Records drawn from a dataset
// thiserror's #[error("...{field}...")] format strings reference struct fields,
// but the compiler doesn't see through the derive macro and reports false positives.
#![allow(unused_assignments)]

//! # kbqa-staged
//!
//! Staged best-first search over candidate logical forms for knowledge-base
//! question answering.
//!
//! A question enters as a [`Graph`](graph::Graph) with tokens and entity
//! mentions. The [`Generator`](search::Generator) links the mentions,
//! proposes skeletons with [`GraphOperators`](operators::GraphOperators),
//! grounds them against a [`KnowledgeBase`](kb::KnowledgeBase) and keeps the
//! candidates that score best.
//!
//! ## Architecture
//!
//! - **Graphs** (`graph`): edges, mentions, string representations
//! - **Grounding** (`ground`): structured groundings and their enumeration
//! - **Scoring** (`score`): F1 against gold answers, or a [`QaModel`](score::QaModel)
//! - **Search** (`search`): gold-guided, model-guided and whitelist-only policies
//! - **Knowledge base** (`kb`): query contract, scoped cache, in-memory store
//!
//! ## Library usage
//!
//! ```no_run
//! use kbqa_staged::config::GenerationConfig;
//! use kbqa_staged::graph::{Entity, Graph};
//! use kbqa_staged::kb::memory::MemoryKb;
//! use kbqa_staged::link::LabelLinker;
//! use kbqa_staged::operators::EntityEdgeOperators;
//! use kbqa_staged::search::Generator;
//!
//! let kb = MemoryKb::load("kb.json".as_ref()).unwrap();
//! let linker = LabelLinker::new(&kb);
//! let generator = Generator::new(&kb, &linker, &EntityEdgeOperators, GenerationConfig::default());
//! let question = Graph::for_question(
//!     ["who", "won", "the", "nobel", "peace", "prize", "?"],
//!     vec![Entity::new(["Nobel", "Peace", "Prize"], "NNP")],
//! );
//! let outcome = generator
//!     .generate_with_gold(question, &["barack obama".to_string()])
//!     .unwrap();
//! println!("best F1: {}", outcome.best_f1());
//! ```

pub mod config;
pub mod enrich;
pub mod error;
pub mod graph;
pub mod ground;
pub mod kb;
pub mod link;
pub mod operators;
pub mod score;
pub mod search;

Exercise aim -
Take every line above that includes the string "MemoryKb" and return it.

Task solution -
//! use kbqa_staged::kb::memory::MemoryKb;
//! let kb = MemoryKb::load("kb.json".as_ref()).unwrap();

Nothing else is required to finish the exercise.